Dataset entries

----

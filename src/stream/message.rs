//! Inbound envelope model: the UI messages the agent service streams.
//!
//! Each SSE `data:` payload is a [`UiMessage`] carrying an id and a list of
//! parts. Parts are decoded leniently: anything that is not a recognised text
//! or `tool-*` part is kept as [`UiPart::Other`] so an unexpected shape never
//! aborts a stream.

use serde::{Deserialize, Deserializer, Serialize, Serializer};
use serde_json::{Map, Value};

/// Prefix of tool part type tags (`tool-<name>`).
pub const TOOL_PART_PREFIX: &str = "tool-";

/// Text part state marking a completed turn.
pub const TEXT_STATE_DONE: &str = "done";

/// Role of a message author.
#[derive(Debug, Clone, Copy, PartialEq, Eq, Serialize, Deserialize)]
#[serde(rename_all = "lowercase")]
pub enum MessageRole {
    /// System prompt.
    System,
    /// User message.
    User,
    /// Assistant response.
    Assistant,
    /// Tool response.
    Tool,
}

/// One streamed envelope from the agent service.
#[derive(Debug, Clone, PartialEq, Serialize, Deserialize)]
pub struct UiMessage {
    /// Message identifier; text state is tracked per id.
    #[serde(default)]
    pub id: String,
    /// Author role, when the upstream supplies one.
    #[serde(default, skip_serializing_if = "Option::is_none")]
    pub role: Option<MessageRole>,
    /// Ordered message parts.
    #[serde(default)]
    pub parts: Vec<UiPart>,
}

impl UiMessage {
    /// Whether this message is a fully completed turn.
    ///
    /// A message qualifies when at least one of its text parts is in the
    /// `done` state.
    #[must_use]
    pub fn is_completed_turn(&self) -> bool {
        self.parts
            .iter()
            .any(|part| matches!(part, UiPart::Text(text) if text.is_done()))
    }

    /// Concatenated text of all text parts.
    #[must_use]
    pub fn text(&self) -> String {
        self.parts
            .iter()
            .filter_map(|part| match part {
                UiPart::Text(text) => Some(text.text.as_str()),
                _ => None,
            })
            .collect()
    }
}

/// Final text of each message in a streamed reply.
///
/// Upstream re-sends the full text on every update, so only the latest text
/// per id is kept. Ids stay in first-seen order.
#[derive(Debug, Clone, Default)]
pub struct ReplyTranscript {
    texts: Vec<(String, String)>,
}

impl ReplyTranscript {
    #[must_use]
    pub fn new() -> Self {
        Self::default()
    }

    /// Record the text carried by an envelope, if any.
    pub fn observe(&mut self, message: &UiMessage) {
        if !message.parts.iter().any(|p| matches!(p, UiPart::Text(_))) {
            return;
        }
        let text = message.text();
        match self.texts.iter_mut().find(|(id, _)| *id == message.id) {
            Some((_, current)) => *current = text,
            None => self.texts.push((message.id.clone(), text)),
        }
    }

    /// Non-empty texts joined by a blank line.
    #[must_use]
    pub fn text(&self) -> String {
        self.texts
            .iter()
            .map(|(_, text)| text.as_str())
            .filter(|text| !text.is_empty())
            .collect::<Vec<_>>()
            .join("\n\n")
    }
}

/// A single message part.
#[derive(Debug, Clone, PartialEq)]
pub enum UiPart {
    /// Progressive text content.
    Text(TextPart),
    /// Tool invocation lifecycle update.
    Tool(ToolPart),
    /// Any other part, kept verbatim.
    Other(Value),
}

/// Text content of a message, re-sent in full on every update.
#[derive(Debug, Clone, PartialEq, Eq, Default)]
pub struct TextPart {
    /// Full text observed so far.
    pub text: String,
    /// `streaming`, `done`, or absent.
    pub state: Option<String>,
}

impl TextPart {
    /// Whether the part marks the end of the text.
    #[must_use]
    pub fn is_done(&self) -> bool {
        self.state.as_deref() == Some(TEXT_STATE_DONE)
    }
}

/// Tool invocation part (`type: "tool-<name>"`).
#[derive(Debug, Clone, PartialEq)]
pub struct ToolPart {
    /// Tool name (the type tag without the `tool-` prefix).
    pub tool_name: String,
    /// Call identifier shared by every update of one invocation.
    pub tool_call_id: String,
    /// Lifecycle state.
    pub state: ToolState,
    /// Input payload.
    pub input: Value,
    /// Output payload, present once the tool has run.
    pub output: Option<Value>,
    /// Error message for failed invocations.
    pub error_text: Option<String>,
    /// Approval id for `approval-requested` updates.
    pub approval_id: Option<String>,
}

/// Lifecycle state of a tool part.
#[derive(Debug, Clone, PartialEq, Eq)]
pub enum ToolState {
    InputStreaming,
    InputAvailable,
    ApprovalRequested,
    OutputAvailable,
    OutputError,
    OutputDenied,
    /// A state this gateway does not route.
    Unknown(String),
}

impl ToolState {
    /// Wire representation of the state.
    #[must_use]
    pub fn as_str(&self) -> &str {
        match self {
            Self::InputStreaming => "input-streaming",
            Self::InputAvailable => "input-available",
            Self::ApprovalRequested => "approval-requested",
            Self::OutputAvailable => "output-available",
            Self::OutputError => "output-error",
            Self::OutputDenied => "output-denied",
            Self::Unknown(other) => other,
        }
    }
}

impl From<&str> for ToolState {
    fn from(value: &str) -> Self {
        match value {
            "input-streaming" => Self::InputStreaming,
            "input-available" => Self::InputAvailable,
            "approval-requested" => Self::ApprovalRequested,
            "output-available" => Self::OutputAvailable,
            "output-error" => Self::OutputError,
            "output-denied" => Self::OutputDenied,
            other => Self::Unknown(other.to_string()),
        }
    }
}

fn str_field<'a>(obj: &'a Map<String, Value>, key: &str) -> Option<&'a str> {
    obj.get(key).and_then(Value::as_str)
}

impl UiPart {
    /// Build a text part.
    #[must_use]
    pub fn text(text: impl Into<String>, state: Option<&str>) -> Self {
        Self::Text(TextPart {
            text: text.into(),
            state: state.map(ToString::to_string),
        })
    }

    /// Classify a raw JSON part.
    #[must_use]
    pub fn from_value(value: Value) -> Self {
        let Some(obj) = value.as_object() else {
            return Self::Other(value);
        };
        let Some(part_type) = str_field(obj, "type") else {
            return Self::Other(value);
        };

        if part_type == "text" {
            return Self::Text(TextPart {
                text: str_field(obj, "text").unwrap_or_default().to_string(),
                state: str_field(obj, "state").map(ToString::to_string),
            });
        }

        if let Some(tool_name) = part_type.strip_prefix(TOOL_PART_PREFIX) {
            let approval_id = obj
                .get("approval")
                .and_then(|a| a.get("id"))
                .and_then(Value::as_str)
                .map(ToString::to_string);
            return Self::Tool(ToolPart {
                tool_name: tool_name.to_string(),
                tool_call_id: str_field(obj, "toolCallId").unwrap_or_default().to_string(),
                state: ToolState::from(str_field(obj, "state").unwrap_or_default()),
                input: obj.get("input").cloned().unwrap_or(Value::Null),
                output: obj.get("output").cloned(),
                error_text: str_field(obj, "errorText").map(ToString::to_string),
                approval_id,
            });
        }

        Self::Other(value)
    }

    /// Render the part back into its wire shape.
    #[must_use]
    pub fn to_value(&self) -> Value {
        match self {
            Self::Text(text) => {
                let mut obj = Map::new();
                obj.insert("type".into(), Value::from("text"));
                obj.insert("text".into(), Value::from(text.text.clone()));
                if let Some(state) = &text.state {
                    obj.insert("state".into(), Value::from(state.clone()));
                }
                Value::Object(obj)
            }
            Self::Tool(tool) => {
                let mut obj = Map::new();
                obj.insert(
                    "type".into(),
                    Value::from(format!("{TOOL_PART_PREFIX}{}", tool.tool_name)),
                );
                obj.insert("toolCallId".into(), Value::from(tool.tool_call_id.clone()));
                obj.insert("state".into(), Value::from(tool.state.as_str()));
                obj.insert("input".into(), tool.input.clone());
                if let Some(output) = &tool.output {
                    obj.insert("output".into(), output.clone());
                }
                if let Some(error_text) = &tool.error_text {
                    obj.insert("errorText".into(), Value::from(error_text.clone()));
                }
                if let Some(approval_id) = &tool.approval_id {
                    obj.insert(
                        "approval".into(),
                        serde_json::json!({ "id": approval_id }),
                    );
                }
                Value::Object(obj)
            }
            Self::Other(value) => value.clone(),
        }
    }
}

impl<'de> Deserialize<'de> for UiPart {
    fn deserialize<D>(deserializer: D) -> Result<Self, D::Error>
    where
        D: Deserializer<'de>,
    {
        Value::deserialize(deserializer).map(Self::from_value)
    }
}

impl Serialize for UiPart {
    fn serialize<S>(&self, serializer: S) -> Result<S::Ok, S::Error>
    where
        S: Serializer,
    {
        self.to_value().serialize(serializer)
    }
}
//! Debate game rules.
//!
//! - [`assessment`]: questionnaire scoring into a [`TraderCode`] and its mirror
//! - [`battle`]: judge balance parsing and the final [`Verdict`]

pub mod assessment;
pub mod battle;

pub use assessment::{
    Answer, Assessment, Choice, Dimension, Questionnaire, TraderCode, TraderGroup, TraderTraits,
    questionnaire, score_answers,
};
pub use battle::{Verdict, VerdictReport, parse_judge_balance};
//! Mirror Debate Gateway
//!
//! HTTP gateway for a trading debate game: the user argues a market view
//! against an AI opponent whose trader archetype mirrors their own, while a
//! judge moves a health balance between the two sides.
//!
//! The core is an adapter that turns the agent service's SSE stream of
//! message envelopes into the incremental UI message chunk protocol the chat
//! front end consumes.
//!
//! # Modules
//!
//! - [`stream`]: SSE framing, envelope model, part dispatcher, UI chunks and
//!   OpenAI-compatible completion chunks
//! - [`agent`]: agent service request model and HTTP transport
//! - [`session`]: in-memory debate sessions and cookies
//! - [`game`]: trader assessment and battle resolution
//! - [`server`]: Axum router and handlers
//! - [`config`]: layered configuration

// Allow pedantic clippy warnings that don't add value for this codebase
#![allow(clippy::cast_possible_truncation)]
#![allow(clippy::missing_fields_in_debug)]
#![allow(clippy::implicit_hasher)]
#![allow(clippy::match_same_arms)]
#![allow(clippy::cargo_common_metadata)]
#![allow(clippy::multiple_crate_versions)]
#![allow(clippy::unused_async)]

pub mod agent;
pub mod config;
pub mod error;
pub mod game;
pub mod security;
pub mod server;
pub mod session;
pub mod stream;

use std::sync::Arc;

use tracing_subscriber::{EnvFilter, fmt, layer::SubscriberExt, util::SubscriberInitExt};

use crate::agent::AgentTransport;
use crate::config::AppConfig;
use crate::security::AppRateLimiter;
use crate::session::SessionStore;

pub use error::{GatewayError, Result};

/// Application state shared across all handlers.
#[derive(Clone)]
pub struct AppState {
    /// Transport to the agent service.
    pub agent: Arc<dyn AgentTransport>,
    /// Debate session store.
    pub sessions: SessionStore,
    /// Global Rate Limiter
    pub rate_limiter: Arc<AppRateLimiter>,
    /// Global Configuration
    pub config: Arc<AppConfig>,
}

impl std::fmt::Debug for AppState {
    fn fmt(&self, f: &mut std::fmt::Formatter<'_>) -> std::fmt::Result {
        f.debug_struct("AppState")
            .field("sessions", &self.sessions.len())
            .field("rate_limiter", &self.rate_limiter)
            .field("config", &self.config)
            .finish()
    }
}

impl AppState {
    /// Build state from configuration and an agent transport.
    #[must_use]
    pub fn new(config: Arc<AppConfig>, agent: Arc<dyn AgentTransport>) -> Self {
        let rate_limiter = Arc::new(AppRateLimiter::new(
            config.resilience.requests_per_second,
            config.resilience.burst_size,
        ));
        Self {
            agent,
            sessions: SessionStore::new(),
            rate_limiter,
            config,
        }
    }
}

/// Install the global tracing subscriber (M-LOG-STRUCTURED).
///
/// `RUST_LOG` refines the `info` default. Safe to call more than once; later
/// calls are no-ops.
pub fn init_tracing(log_json: bool) {
    let filter = EnvFilter::try_from_default_env().unwrap_or_else(|_| EnvFilter::new("info"));
    let (json, plain) = if log_json {
        (Some(fmt::layer().json().with_target(true)), None)
    } else {
        (None, Some(fmt::layer().with_target(true)))
    };

    let _ = tracing_subscriber::registry()
        .with(filter)
        .with(json)
        .with(plain)
        .try_init();
}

----

Work instruction: Your answer should be one number: how many lines in the records above include "OutputError".

Solution to the problem: 3